No information found.

Content:

The original items were developed based on qualitative interviews with patients using eight focus groups. (Ref: 3)

Responsiveness Evidence:

Responsiveness, estimated by standard response means, was 0.81 to 1.43 for the 5 domains. (Ref: 1) Mean QOLRAD change scores for responders to treatment, from baseline to follow-up, were significant (2 tailed t-tests, p<0.0001). (Ref: 5) Effect sizes ranged from 0.51 for the sleep subscale to 0.75 for the vitality subscale (according to Cohen, cutoffs of 0.50 are moderate effect sizes and 0.80 are large effect sizes)(Ref: 5).

Scale Application in VA Populations:

Yes. (Ref: 1,3-5)

Scale Application in non-VA Populations:

No information found.

Comments


This quality of life measure has been thoroughly tested in patients with dyspepsia, duodenal ulcers, and peptic ulcer disease.

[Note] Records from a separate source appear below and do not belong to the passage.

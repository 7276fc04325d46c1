//! Host-resident N-dimensional arrays and kernel arguments.

use crate::error::{KernelError, Result};

/// Maximum rank of an array argument.
pub const MAX_RANK: usize = 3;

/// Element type tag. Discriminants are stable and recorded in encoded buffers.
#[derive(Debug, Clone, Copy, PartialEq, Eq, Hash)]
#[repr(u8)]
pub enum DType {
    F32 = 0,
    F64 = 1,
    I32 = 2,
    I64 = 3,
}

impl DType {
    pub fn name(self) -> &'static str {
        match self {
            Self::F32 => "f32",
            Self::F64 => "f64",
            Self::I32 => "i32",
            Self::I64 => "i64",
        }
    }

    /// Byte size per element on the host.
    pub fn byte_size(self) -> usize {
        match self {
            Self::F32 | Self::I32 => 4,
            Self::F64 | Self::I64 => 8,
        }
    }
}

#[derive(Debug, Clone, PartialEq)]
pub enum ArrayData {
    F32(Vec<f32>),
    F64(Vec<f64>),
    I32(Vec<i32>),
    I64(Vec<i64>),
}

impl ArrayData {
    pub fn dtype(&self) -> DType {
        match self {
            Self::F32(_) => DType::F32,
            Self::F64(_) => DType::F64,
            Self::I32(_) => DType::I32,
            Self::I64(_) => DType::I64,
        }
    }

    pub fn len(&self) -> usize {
        match self {
            Self::F32(v) => v.len(),
            Self::F64(v) => v.len(),
            Self::I32(v) => v.len(),
            Self::I64(v) => v.len(),
        }
    }

    pub fn is_empty(&self) -> bool {
        self.len() == 0
    }

    /// Element `i` widened to `f64`.
    pub fn get_f64(&self, i: usize) -> Option<f64> {
        match self {
            Self::F32(v) => v.get(i).map(|&x| x as f64),
            Self::F64(v) => v.get(i).copied(),
            Self::I32(v) => v.get(i).map(|&x| x as f64),
            Self::I64(v) => v.get(i).map(|&x| x as f64),
        }
    }

    /// Rebuild typed storage from device words. Integer types round to the
    /// nearest integer, matching what `encode` produced.
    pub(crate) fn from_f32_words(dtype: DType, words: &[f32]) -> Self {
        match dtype {
            DType::F32 => Self::F32(words.to_vec()),
            DType::F64 => Self::F64(words.iter().map(|&w| w as f64).collect()),
            DType::I32 => Self::I32(words.iter().map(|&w| w.round() as i32).collect()),
            DType::I64 => Self::I64(words.iter().map(|&w| w.round() as i64).collect()),
        }
    }
}

/// A dense, row-major array. `shape` is outermost first.
#[derive(Debug, Clone, PartialEq)]
pub struct NdArray {
    shape: Vec<usize>,
    data: ArrayData,
}

impl NdArray {
    pub fn new(shape: Vec<usize>, data: ArrayData) -> Result<Self> {
        if shape.is_empty() || shape.len() > MAX_RANK {
            return Err(KernelError::invalid(format!(
                "array rank must be 1 to {MAX_RANK}, got {}",
                shape.len()
            )));
        }
        let numel: usize = shape.iter().product();
        if numel != data.len() {
            return Err(KernelError::invalid(format!(
                "shape {:?} holds {numel} element(s) but {} were supplied",
                shape,
                data.len()
            )));
        }
        Ok(NdArray { shape, data })
    }

    pub fn from_vec<T>(values: Vec<T>) -> Self
    where
        Vec<T>: Into<ArrayData>,
    {
        let data: ArrayData = values.into();
        NdArray {
            shape: vec![data.len()],
            data,
        }
    }

    /// Row-major 2-D array from equally sized rows.
    pub fn from_rows<T: Copy>(rows: &[Vec<T>]) -> Result<Self>
    where
        Vec<T>: Into<ArrayData>,
    {
        let cols = rows.first().map_or(0, Vec::len);
        if rows.iter().any(|r| r.len() != cols) {
            return Err(KernelError::invalid("rows have different lengths"));
        }
        let flat: Vec<T> = rows.iter().flatten().copied().collect();
        NdArray::new(vec![rows.len(), cols], flat.into())
    }

    pub fn shape(&self) -> &[usize] {
        &self.shape
    }

    pub fn data(&self) -> &ArrayData {
        &self.data
    }

    pub fn dtype(&self) -> DType {
        self.data.dtype()
    }

    pub fn rank(&self) -> usize {
        self.shape.len()
    }

    pub fn numel(&self) -> usize {
        self.data.len()
    }

    /// Shape padded to three axes, outermost first: `(dz, dy, dx)`.
    pub fn dims3(&self) -> [usize; 3] {
        let mut dims = [1usize; 3];
        let offset = 3 - self.shape.len();
        dims[offset..].copy_from_slice(&self.shape);
        dims
    }

    /// All elements converted to `f32`, row-major.
    pub fn to_f32_vec(&self) -> Vec<f32> {
        match &self.data {
            ArrayData::F32(v) => v.clone(),
            ArrayData::F64(v) => v.iter().map(|&x| x as f32).collect(),
            ArrayData::I32(v) => v.iter().map(|&x| x as f32).collect(),
            ArrayData::I64(v) => v.iter().map(|&x| x as f32).collect(),
        }
    }

    pub fn into_data(self) -> ArrayData {
        self.data
    }
}

macro_rules! impl_from_vec {
    ($($t:ty => $variant:ident),*) => {$(
        impl From<Vec<$t>> for ArrayData {
            fn from(v: Vec<$t>) -> Self {
                ArrayData::$variant(v)
            }
        }
    )*};
}

impl_from_vec!(f32 => F32, f64 => F64, i32 => I32, i64 => I64);

/// A positional kernel argument.
#[derive(Debug, Clone, PartialEq)]
pub enum Arg {
    Scalar(f64),
    Array(NdArray),
}

impl Arg {
    pub fn kind(&self) -> &'static str {
        match self {
            Arg::Scalar(_) => "scalar",
            Arg::Array(_) => "array",
        }
    }
}

impl From<f64> for Arg {
    fn from(v: f64) -> Self {
        Arg::Scalar(v)
    }
}

impl From<f32> for Arg {
    fn from(v: f32) -> Self {
        Arg::Scalar(v as f64)
    }
}

impl From<i32> for Arg {
    fn from(v: i32) -> Self {
        Arg::Scalar(v as f64)
    }
}

impl From<NdArray> for Arg {
    fn from(a: NdArray) -> Self {
        Arg::Array(a)
    }
}

impl<T> From<Vec<T>> for Arg
where
    Vec<T>: Into<ArrayData>,
{
    fn from(v: Vec<T>) -> Self {
        Arg::Array(NdArray::from_vec(v))
    }
}

#[cfg(test)]
mod tests {
    use super::*;

    #[test]
    fn test_shape_must_match_data() {
        assert!(NdArray::new(vec![2, 2], vec![1.0f32, 2.0, 3.0].into()).is_err());
        assert!(NdArray::new(vec![], vec![1.0f32].into()).is_err());
        assert!(NdArray::new(vec![1, 1, 1, 1], vec![1.0f32].into()).is_err());
        let a = NdArray::new(vec![2, 2], vec![1i32, 2, 3, 4].into()).unwrap();
        assert_eq!(a.dtype(), DType::I32);
        assert_eq!(a.numel(), 4);
    }

    #[test]
    fn test_dims3_pads_outer_axes() {
        let a = NdArray::from_vec(vec![0.0f32; 5]);
        assert_eq!(a.dims3(), [1, 1, 5]);
        let b = NdArray::from_rows(&[vec![1.0f64, 2.0, 3.0], vec![4.0, 5.0, 6.0]]).unwrap();
        assert_eq!(b.dims3(), [1, 2, 3]);
    }

    #[test]
    fn test_from_rows_rejects_ragged() {
        assert!(NdArray::from_rows(&[vec![1i64, 2], vec![3]]).is_err());
    }

    #[test]
    fn test_arg_conversions() {
        assert_eq!(Arg::from(2), Arg::Scalar(2.0));
        assert_eq!(Arg::from(vec![1.0f32, 2.0]).kind(), "array");
    }
}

The factor analysis was conducted only with patients referred for treatment because of abdominal pain or discomfort. No evidence has been presented to verify that these same factors are present for more specific subgroups of patients, such as those with peptic ulcer disease. Future research on this measure might include factor analytic work with subgroups of patients with gastrointestinal symptoms. Test-retest reliability for patients reporting little or no change in symptoms was relatively high over two and four-week periods, especially since abdominal discomfort would not be expected to remain stable over long periods of time. The internal consistency was very high, often exceeding 0.90. Therefore, this measure appears reliable for both group comparisons and individual comparisons. Substantial convergent and discriminant validity evidence has been presented on the QOLRAD with various populations, and that the items were developed based on focus group interviews with patients supports the content validity of the measure. Furthermore, the responsiveness evidence suggests that changes in the QOLRAD are capable of reflecting clinical changes. The QOLRAD has not been used with veterans, however, and future research evaluating its application in VA populations is needed. Overall, this quality of life measure demonstrates strong measurement properties in non-VA populations with heartburn or upper abdominal pain and seems promising as a measure for use with veterans.